Perhaps the most elegant gay film ever made, Tom Ford's adaption of Christopher Isherwood's novel, A Single Man, should make film schools nervous. In what has to be one of the most startling debuts as a director, fashion designer Tom Ford manages to create a complex mélange of style and substance with a sexy blend of images and sound—all with the confidence of someone making movies for a long time.
The 1964 novel is about an English professor in Los Angeles who has lost his lover of sixteen years in an auto accident. Forward eight months and professor George Falconer (Colin Firth) is preparing to commit suicide. Everything about Falconer is elegant—his dress, his house, his car and even his gun as he prepares for his own death as he neatly lays out everything, leaving notes for his funeral, noting that his tie should be a Windsor knot. On an ordinary day, George delivers a lecture on minorities and fear, and is confronted by a beautiful student (About a Boy's Nicholas Hoult), a Spanish rent boy and the peculiar musings of a neighbors young daughter in a bank. And yet is taken back by memories of his lover Jim (Matthew Goode) through the most seemingly inconsequential of moments— a random encounter with a dog, for example.

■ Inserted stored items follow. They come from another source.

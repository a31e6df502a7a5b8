use std::path::{Path, PathBuf};

use tokio::io::AsyncWriteExt;

use crate::{api::error, modules::media::storage::BlobStore};

/// Stores objects as files under `{root}/{bucket}/` and serves them from
/// `{base_url}/{bucket}/`. Meant for local development.
#[derive(Debug, Clone)]
pub struct StorageDisk {
    root: PathBuf,
    base_url: String,
    bucket: String,
}

impl StorageDisk {
    pub fn new(root: impl Into<PathBuf>, base_url: &str, bucket: &str) -> Self {
        Self {
            root: root.into(),
            base_url: base_url.trim_end_matches('/').to_string(),
            bucket: bucket.to_string(),
        }
    }

    fn object_path(&self, name: &str) -> Result<PathBuf, error::SystemError> {
        let relative = Path::new(name);
        let escapes = relative.components().any(|c| !matches!(c, std::path::Component::Normal(_)));
        if name.is_empty() || escapes {
            return Err(error::SystemError::bad_request(format!("Invalid object name '{name}'")));
        }
        Ok(self.root.join(&self.bucket).join(relative))
    }
}

#[async_trait::async_trait]
impl BlobStore for StorageDisk {
    async fn put(
        &self,
        name: &str,
        bytes: &[u8],
        _content_type: &str,
    ) -> Result<(), error::SystemError> {
        let path = self.object_path(name)?;
        if let Some(parent) = path.parent() {
            tokio::fs::create_dir_all(parent).await?;
        }

        // create_new: an existing object is never replaced
        let mut file = tokio::fs::OpenOptions::new().write(true).create_new(true).open(&path).await?;
        file.write_all(bytes).await?;
        file.sync_all().await?;

        tracing::debug!(object = name, path = %path.display(), "Object written to disk");
        Ok(())
    }

    fn public_url(&self, name: &str) -> String {
        format!("{}/{}/{}", self.base_url, self.bucket, name)
    }
}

His best friend Charlotte (Julianne Moore) is equally elegant and lonely as the two recall their momentary sexual relationship that she has never quite gotten over. She is torn between sympathy for him and regret about what might have been if he hadn’t turned into a “fucking poof”. Suffice to say we see the return of the beautiful student and George's life takes on a new clarity and calamity—all beautifully art directed and photographed and accompanied by a lush score by Abel Korzeniowski.
Certainly Tom Ford pays homage to directors Ang Lee and Todd Haynes, but it is Douglas Sirk who most comes to mind as the score and visuals seem to rise up in melodramatic fashion. Ford stays just shy of "fashion" delivering an emotional film that is completely homoerotic in both sound and silences. It is Colin Firth, who is already winning many film awards, that singularly holds the film together in a performance that is as complex as it is stylish. Firth moves through a series of emotions like a hand in water and for a film that takes place in 1962, his homosexuality is shockingly confidant. But that would be Christopher Isherwood after all. In a reminder of the inequality of that period, George is told he cannot attend the funeral of his dead partner, because it is "for family only." How we deal with grief is always an entirely private matter and indeed, the ending may be a little convenient, but the journey getting there is one beautiful ride.
It would be easy to dismiss Tom Ford as there is little evidence in his past triumphs to indicate that his directorial debut would be so accomplished. He was the creative director for Gucci from1994 to 2004. His ad campaigns have have been famous and provocative for pushing advertising to a new level of creativity in artistic expression and commercial impact. Leaving Gucci he created his own fashion house, Tom Ford and concentrated his efforts on menswear, beauty, eyewear, and both men and women's accessories. All highly successful. One would have easily thought his first film would be like a commercial, but that is not the case, at all. Yes, there are stylish, cinematic moments that hint at his past, but the sincerity and honesty that are revealed, due in great part to magnificent performances and a dazzling musical score, all reveal Tom Ford to be someone we did not really know.